Look through the records below and state how many lines carry the string "WorktreeCreateFailed", adding nothing.

Recorded information START

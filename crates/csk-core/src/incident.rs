use crate::error::Result;
use crate::event::{EventLog, EventScope, EventType};
use crate::io;
use crate::paths::Layout;
use crate::task::TaskPaths;
use chrono::{DateTime, Utc};
use serde::{Deserialize, Serialize};
use std::fmt;
use uuid::Uuid;

// ---------------------------------------------------------------------------
// IncidentKind
// ---------------------------------------------------------------------------

/// Closed set of incident kinds, mirroring the error taxonomy of the gates
/// and lifecycle. The retro stage clusters on these.
#[derive(Debug, Clone, Copy, PartialEq, Eq, Hash, Serialize, Deserialize)]
#[serde(rename_all = "snake_case")]
pub enum IncidentKind {
    ScopeConfigMissing,
    ScopeViolation,
    VerifyConfigMissing,
    VerifyFail,
    ReviewFail,
    E2eMissing,
    E2eFail,
    ImplementFail,
    TokenWaste,
    ReadyPrerequisitesMissing,
    RetroPreconditionMissing,
    WorktreeCreateFailed,
    CommandNotFound,
    CommandDenied,
    SchemaViolation,
    ReplayInvariantViolation,
}

impl IncidentKind {
    pub fn as_str(self) -> &'static str {
        match self {
            IncidentKind::ScopeConfigMissing => "scope_config_missing",
            IncidentKind::ScopeViolation => "scope_violation",
            IncidentKind::VerifyConfigMissing => "verify_config_missing",
            IncidentKind::VerifyFail => "verify_fail",
            IncidentKind::ReviewFail => "review_fail",
            IncidentKind::E2eMissing => "e2e_missing",
            IncidentKind::E2eFail => "e2e_fail",
            IncidentKind::ImplementFail => "implement_fail",
            IncidentKind::TokenWaste => "token_waste",
            IncidentKind::ReadyPrerequisitesMissing => "ready_prerequisites_missing",
            IncidentKind::RetroPreconditionMissing => "retro_precondition_missing",
            IncidentKind::WorktreeCreateFailed => "worktree_create_failed",
            IncidentKind::CommandNotFound => "command_not_found",
            IncidentKind::CommandDenied => "command_denied",
            IncidentKind::SchemaViolation => "schema_violation",
            IncidentKind::ReplayInvariantViolation => "replay_invariant_violation",
        }
    }
}

impl fmt::Display for IncidentKind {
    fn fmt(&self, f: &mut fmt::Formatter<'_>) -> fmt::Result {
        f.write_str(self.as_str())
    }
}

// ---------------------------------------------------------------------------
// Incident
// ---------------------------------------------------------------------------

#[derive(Debug, Clone, Serialize, Deserialize)]
pub struct Incident {
    pub id: String,
    pub kind: IncidentKind,
    pub phase: String,
    #[serde(default, skip_serializing_if = "Option::is_none")]
    pub module_id: Option<String>,
    #[serde(default, skip_serializing_if = "Option::is_none")]
    pub task_id: Option<String>,
    #[serde(default, skip_serializing_if = "Option::is_none")]
    pub slice_id: Option<String>,
    pub details: String,
    pub remediation_hint: String,
    pub ts: DateTime<Utc>,
}

impl Incident {
    pub fn new(kind: IncidentKind, phase: &str, details: &str, remediation_hint: &str) -> Self {
        Self {
            id: format!("INC-{}", Uuid::new_v4().simple()),
            kind,
            phase: phase.to_string(),
            module_id: None,
            task_id: None,
            slice_id: None,
            details: details.to_string(),
            remediation_hint: remediation_hint.to_string(),
            ts: Utc::now(),
        }
    }

    pub fn for_slice(mut self, module_id: &str, task_id: &str, slice_id: &str) -> Self {
        self.module_id = Some(module_id.to_string());
        self.task_id = Some(task_id.to_string());
        self.slice_id = Some(slice_id.to_string());
        self
    }

    pub fn for_task(mut self, module_id: &str, task_id: &str) -> Self {
        self.module_id = Some(module_id.to_string());
        self.task_id = Some(task_id.to_string());
        self
    }

    pub fn for_module(mut self, module_id: &str) -> Self {
        self.module_id = Some(module_id.to_string());
        self
    }
}

// ---------------------------------------------------------------------------
// Recording
// ---------------------------------------------------------------------------

/// Append the incident to the project stream, the per-task stream when the
/// incident names a task, and emit `incident.logged`.
pub fn record_incident(
    layout: &Layout,
    log: &EventLog,
    incident: &Incident,
    task_paths: Option<&TaskPaths>,
) -> Result<()> {
    io::append_jsonl(&layout.app_incidents(), incident)?;
    let mut refs = vec![layout.app_incidents().display().to_string()];
    if let Some(paths) = task_paths {
        io::append_jsonl(&paths.incidents(), incident)?;
        refs.push(paths.incidents().display().to_string());
    }

    log.append(
        EventType::IncidentLogged,
        "engine",
        EventScope {
            module_id: incident.module_id.clone(),
            task_id: incident.task_id.clone(),
            slice_id: incident.slice_id.clone(),
            ..Default::default()
        },
        serde_json::json!({
            "incident_id": incident.id,
            "kind": incident.kind,
            "phase": incident.phase,
        }),
        refs,
    )?;
    Ok(())
}

/// Incidents attached to one task, from the per-task stream.
pub fn task_incidents(paths: &TaskPaths) -> Result<Vec<Incident>> {
    io::read_jsonl(&paths.incidents())
}

// ---------------------------------------------------------------------------
// Tests
// ---------------------------------------------------------------------------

Recorded information END

*Exercise response:* 2